New Jersey Superior Court, Appellate Division

Decided: July 10, 1967.


Conford, Foley and Leonard. The opinion of the court was delivered by Conford, S.j.a.d.


[96 NJSuper Page 28] This action, tried before a jury, was brought on a purported binder for a fire insurance policy to recover the amount of the alleged coverage for fire loss, and also against an insurance agent for negligence

[96 NJSuper Page 29]

in effecting the insurance should the policy be held not to have been in existence when the loss took place. Defendants cross-claimed against each other. The jury returned a verdict of no cause of action against plaintiff and in favor of both defendants, and did not determine the cross-claims. Plaintiff appeals.

The real property involved consisted of a building housing a cold storage unit, an office and a cocktail lounge. In 1962 plaintiff decided to acquire insurance with a mutual company upon the expiration of policies issued by stock insurance companies. Defendant Paggi, trading as the Page Agency, was accordingly instructed by plaintiff to obtain mutual insurance company coverage on the building. Paggi was an insurance broker empowered to place insurance with several different companies. By agreement dated August 31, 1962 and terminated in mid-January 1963 Paggi became an agent of defendant insurance company (Sussex, post) authorized to receive proposals for all insurance which that company issued. The agency agreement limited the agent's binding authority to $40,000 on a single risk and stated that "the company must be notified within 48 hours in writing of any risk on which it is bound." Paggi was a "small" stockholder and former officer in plaintiff company.

Plaintiff submitted evidence that in directing Paggi to effectuate a change to mutual insurance it left the company, amount and type of coverage up to him. It introduced in evidence a binder, dated October 14, 1962 and effective the same date, covering the building for $32,000 under a Sussex fire policy. The binder's printed duration of effectiveness was crossed out and the remark "Pending MSO rates" was substituted. The loss in question occurred December 30, 1962.

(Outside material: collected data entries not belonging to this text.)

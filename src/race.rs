//! Race coordinator: query both services at once and keep the first answer.

use std::sync::Arc;
use std::time::Duration;

use serde::{Deserialize, Serialize};
use tokio::sync::oneshot;
use tracing::{debug, info, info_span, warn, Instrument, Span};

use crate::config::Settings;
use crate::error::QueryError;
use crate::http_client::HttpClient;
use crate::models::QueryOutcome;
use crate::query::{CancelToken, CepQuery, Jitter};
use crate::services::{BrasilApiService, PostalService, ServiceKind, ViaCepService};
use crate::validation::normalize_postal_code;

/// Default deadline for a whole race.
pub const DEFAULT_DEADLINE: Duration = Duration::from_secs(1);

/// Which delivered outcome ends the race.
#[derive(Debug, Clone, Copy, Default, PartialEq, Eq, Serialize, Deserialize, clap::ValueEnum)]
#[serde(rename_all = "kebab-case")]
pub enum RacePolicy {
    /// The first outcome delivered wins, even if it is a failure.
    #[default]
    FirstArrival,
    /// Failures are held back while the other service may still succeed.
    FirstSuccess,
}

/// Terminal state of a race.
#[derive(Debug, Clone, PartialEq, Eq)]
pub enum RaceResult {
    /// A service delivered the deciding outcome.
    Won {
        service: ServiceKind,
        outcome: QueryOutcome,
    },
    /// The deadline fired before any deciding outcome.
    TimedOut,
    /// The input was rejected before any query was launched.
    Rejected(QueryError),
    /// Both queries stopped without a result because the caller cancelled.
    Cancelled,
}

impl RaceResult {
    pub fn winner(&self) -> Option<ServiceKind> {
        match self {
            RaceResult::Won { service, .. } => Some(*service),
            _ => None,
        }
    }
}

/// Launches one query per service under a shared deadline and cancellation
/// token.
pub struct RaceCoordinator {
    service_a: Arc<dyn PostalService>,
    service_b: Arc<dyn PostalService>,
    client: HttpClient,
    jitter: Jitter,
    policy: RacePolicy,
    span: Span,
}

impl RaceCoordinator {
    pub fn new(
        service_a: Arc<dyn PostalService>,
        service_b: Arc<dyn PostalService>,
        client: HttpClient,
        span: Span,
    ) -> Self {
        Self {
            service_a,
            service_b,
            client,
            jitter: Jitter::default(),
            policy: RacePolicy::default(),
            span,
        }
    }

    /// BrasilAPI against ViaCEP, configured from resolved settings.
    pub fn from_settings(settings: &Settings, client: HttpClient, span: Span) -> Self {
        let brasilapi = BrasilApiService::with_url(settings.brasilapi_url.clone());
        let viacep = ViaCepService::with_url(settings.viacep_url.clone())
            .with_state_cross_check(settings.cross_check_state);

        Self::new(Arc::new(brasilapi), Arc::new(viacep), client, span)
            .with_jitter(Jitter::new(settings.jitter_max))
            .with_policy(settings.race_policy)
    }

    pub fn with_jitter(mut self, jitter: Jitter) -> Self {
        self.jitter = jitter;
        self
    }

    pub fn with_policy(mut self, policy: RacePolicy) -> Self {
        self.policy = policy;
        self
    }

    pub fn policy(&self) -> RacePolicy {
        self.policy
    }

    /// Race both services for `code`, giving up after `deadline`.
    pub async fn execute(&self, code: &str, deadline: Duration) -> RaceResult {
        self.execute_with(code, deadline, CancelToken::new()).await
    }

    /// Like [`execute`](Self::execute), with a caller-owned token so the
    /// race can also be cancelled from outside (e.g. on SIGINT).
    ///
    /// The token is always cancelled when this returns.
    pub async fn execute_with(
        &self,
        code: &str,
        deadline: Duration,
        cancel: CancelToken,
    ) -> RaceResult {
        self.race(code, deadline, cancel)
            .instrument(self.span.clone())
            .await
    }

    async fn race(&self, code: &str, deadline: Duration, cancel: CancelToken) -> RaceResult {
        let Some(code) = normalize_postal_code(code) else {
            warn!(code, "Rejecting malformed postal code");
            return RaceResult::Rejected(QueryError::MalformedInput(format!(
                "postal code {:?} must have 8 digits, optionally with '-'",
                code
            )));
        };

        let kind_a = self.service_a.kind();
        let kind_b = self.service_b.kind();
        let mut rx_a = self
            .query(&self.service_a)
            .spawn(cancel.clone(), code.clone());
        let mut rx_b = self
            .query(&self.service_b)
            .spawn(cancel.clone(), code.clone());
        info!(%code, ?deadline, policy = ?self.policy, "Race started");

        let sleep = tokio::time::sleep(deadline);
        tokio::pin!(sleep);

        let mut a_open = true;
        let mut b_open = true;
        let mut first_failure = None;

        let result = loop {
            tokio::select! {
                biased;
                delivered = &mut rx_a, if a_open => {
                    a_open = false;
                    if let Some(result) = self.settle(kind_a, delivered, &mut first_failure, b_open) {
                        break result;
                    }
                }
                delivered = &mut rx_b, if b_open => {
                    b_open = false;
                    if let Some(result) = self.settle(kind_b, delivered, &mut first_failure, a_open) {
                        break result;
                    }
                }
                _ = &mut sleep => {
                    info!("Deadline exceeded");
                    break RaceResult::TimedOut;
                }
            }
        };

        // Stop whichever query is still running; do not wait for it.
        cancel.cancel();

        if let Some(winner) = result.winner() {
            info!(%winner, "Race decided");
        }
        result
    }

    fn query(&self, service: &Arc<dyn PostalService>) -> CepQuery {
        let span = info_span!(parent: &self.span, "query", service = %service.kind());
        CepQuery::new(Arc::clone(service), self.client.clone(), self.jitter, span)
    }

    /// Decide whether a delivered outcome ends the race.
    fn settle(
        &self,
        service: ServiceKind,
        delivered: Result<QueryOutcome, oneshot::error::RecvError>,
        first_failure: &mut Option<(ServiceKind, QueryError)>,
        other_open: bool,
    ) -> Option<RaceResult> {
        match delivered {
            Ok(Ok(record)) => {
                return Some(RaceResult::Won {
                    service,
                    outcome: Ok(record),
                })
            }
            Ok(Err(err)) => match self.policy {
                RacePolicy::FirstArrival => {
                    return Some(RaceResult::Won {
                        service,
                        outcome: Err(err),
                    })
                }
                RacePolicy::FirstSuccess => {
                    debug!(%service, error = %err, "Holding failure, waiting for the other service");
                    first_failure.get_or_insert((service, err));
                }
            },
            Err(_) => debug!(%service, "Query stopped without a result"),
        }

        if other_open {
            return None;
        }

        Some(match first_failure.take() {
            Some((service, err)) => RaceResult::Won {
                service,
                outcome: Err(err),
            },
            None => RaceResult::Cancelled,
        })
    }
}
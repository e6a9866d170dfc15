//! HTTP response wrapper.

use std::collections::HashMap;
use std::time::Duration;

use reqwest::{Response, StatusCode};

/// HTTP response wrapper.
pub struct HttpResponse {
    pub status: StatusCode,
    pub headers: HashMap<String, String>,
    /// Time from sending the request to receiving the response headers.
    pub elapsed: Duration,
    pub(crate) response: Response,
}

impl HttpResponse {
    /// Check if the response is 200 OK.
    pub fn is_ok(&self) -> bool {
        self.status == StatusCode::OK
    }

    /// Get the Content-Type header.
    pub fn content_type(&self) -> Option<&str> {
        self.headers.get("content-type").map(|s| s.as_str())
    }

    /// Get response body as bytes.
    pub async fn bytes(self) -> Result<Vec<u8>, reqwest::Error> {
        self.response.bytes().await.map(|b| b.to_vec())
    }
}
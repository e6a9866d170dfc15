//! Pure validators for postal codes, states and regions.
//!
//! Every function here is total: it never panics and either answers with a
//! boolean or, for the `check_*` forms, a [`ValidationError`] carrying the reason.

use std::sync::LazyLock;

use regex::Regex;

use crate::error::ValidationError;

/// Brazilian states as (short code, full name) pairs.
pub const STATES: [(&str, &str); 27] = [
    ("AC", "Acre"),
    ("AL", "Alagoas"),
    ("AP", "Amapá"),
    ("AM", "Amazonas"),
    ("BA", "Bahia"),
    ("CE", "Ceará"),
    ("DF", "Distrito Federal"),
    ("ES", "Espírito Santo"),
    ("GO", "Goiás"),
    ("MA", "Maranhão"),
    ("MT", "Mato Grosso"),
    ("MS", "Mato Grosso do Sul"),
    ("MG", "Minas Gerais"),
    ("PA", "Pará"),
    ("PB", "Paraíba"),
    ("PR", "Paraná"),
    ("PE", "Pernambuco"),
    ("PI", "Piauí"),
    ("RJ", "Rio de Janeiro"),
    ("RN", "Rio Grande do Norte"),
    ("RS", "Rio Grande do Sul"),
    ("RO", "Rondônia"),
    ("RR", "Roraima"),
    ("SC", "Santa Catarina"),
    ("SP", "São Paulo"),
    ("SE", "Sergipe"),
    ("TO", "Tocantins"),
];

/// Geographic regions as reported by ViaCEP.
pub const REGIONS: [&str; 5] = ["Norte", "Nordeste", "Centro-Oeste", "Sudeste", "Sul"];

// `[0-9]` rather than `\d`: the regex crate's `\d` matches any Unicode digit.
static CEP_OPTIONAL_DASH: LazyLock<Regex> =
    LazyLock::new(|| Regex::new(r"^[0-9]{5}-?[0-9]{3}$").expect("valid regex"));
static CEP_WITH_DASH: LazyLock<Regex> =
    LazyLock::new(|| Regex::new(r"^[0-9]{5}-[0-9]{3}$").expect("valid regex"));
static CEP_WITHOUT_DASH: LazyLock<Regex> =
    LazyLock::new(|| Regex::new(r"^[0-9]{8}$").expect("valid regex"));

/// Whether the `NNNNN-NNN` separator may, must or must not appear.
#[derive(Debug, Clone, Copy, PartialEq, Eq)]
pub enum DashPolicy {
    Optional,
    Required,
    Forbidden,
}

impl DashPolicy {
    fn pattern(self) -> &'static Regex {
        match self {
            DashPolicy::Optional => &CEP_OPTIONAL_DASH,
            DashPolicy::Required => &CEP_WITH_DASH,
            DashPolicy::Forbidden => &CEP_WITHOUT_DASH,
        }
    }

    fn reason(self) -> &'static str {
        match self {
            DashPolicy::Optional => "must have 8 digits, optionally with '-'",
            DashPolicy::Required => "must have 8 digits formatted as NNNNN-NNN",
            DashPolicy::Forbidden => "must have 8 digits without '-'",
        }
    }
}

/// Check a postal code against the given dash policy.
pub fn validate_postal_code(code: &str, policy: DashPolicy) -> bool {
    policy.pattern().is_match(code)
}

/// Like [`validate_postal_code`], but reports why the code was rejected.
pub fn check_postal_code(code: &str, policy: DashPolicy) -> Result<(), ValidationError> {
    if validate_postal_code(code, policy) {
        Ok(())
    } else {
        Err(ValidationError::PostalCode {
            code: code.to_string(),
            reason: policy.reason(),
        })
    }
}

/// Validate user input and return the bare 8 digits used in request URLs.
pub fn normalize_postal_code(code: &str) -> Option<String> {
    let code = code.trim();
    if !validate_postal_code(code, DashPolicy::Optional) {
        return None;
    }
    Some(code.chars().filter(|c| c.is_ascii_digit()).collect())
}

pub fn validate_state_code(code: &str) -> bool {
    STATES.iter().any(|(short, _)| *short == code)
}

pub fn validate_state_name(name: &str) -> bool {
    STATES.iter().any(|(_, long)| *long == name)
}

pub fn validate_region_name(name: &str) -> bool {
    REGIONS.contains(&name)
}

/// Full state name for a short state code.
pub fn state_name_for_code(code: &str) -> Option<&'static str> {
    STATES
        .iter()
        .find(|(short, _)| *short == code)
        .map(|(_, long)| *long)
}

/// Fail with [`ValidationError::MissingField`] when `value` is empty or blank.
pub fn require_non_empty(field: &'static str, value: &str) -> Result<(), ValidationError> {
    if value.trim().is_empty() {
        Err(ValidationError::MissingField(field))
    } else {
        Ok(())
    }
}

N.J.S.A. 17:36-5.16, pertaining to fire insurance binders, provides: "Binders or other contracts for temporary insurance may be made orally for a period which shall not exceed ten days or in writing for a period which shall not exceed 60 days."

[96 NJSuper Page 30]

"MSO rates" are rates issued by the Mutual Service Office, to which Sussex subscribed, for the use of its subscribers. MSO puts out a manual which contains rates for various types of structures. Paggi had a copy of it. For a structure with multiple uses, as here, an agent could calculate a rate by applying the highest of the rates for a component use. According to the proofs, however, the MSO rate, if requested, would not necessarily be that of the highest component and would often be lower. Paggi admitted he could have issued the policy at the highest component rate and adjusted the premium after the MSO special rate was received. Paggi requested rates on plaintiff's property from MSO on September 27, 1962. Although the request cited National Grange Mutual Insurance Co. as the prospective insurer, Paggi testified that he intended to place the insurance with Sussex and that the designation of National Grange did not obligate him to place it with the latter company.

Sussex claimed never to have received the binder or been aware of its existence until January 3, 1963, several days after the fire loss, when it received a notice of loss. It submitted testimony that there was no evidence in its records that a binder had been received by it at any time prior to the loss. Paggi testified he issued the binder at some time prior to its effective date; that the original was mailed to the Boardwalk National Bank, the loss payee on the policy and mortgagee of the property; that a copy without transmittal letter was mailed to Sussex, a copy retained by Paggi and a third copy delivered to plaintiff. Paggi's secretary corroborated this testimony. A representative of plaintiff testified to receipt of its copy of the binder but could not state when it was received. There was no testimony from the mortgagee as to when it received the binder.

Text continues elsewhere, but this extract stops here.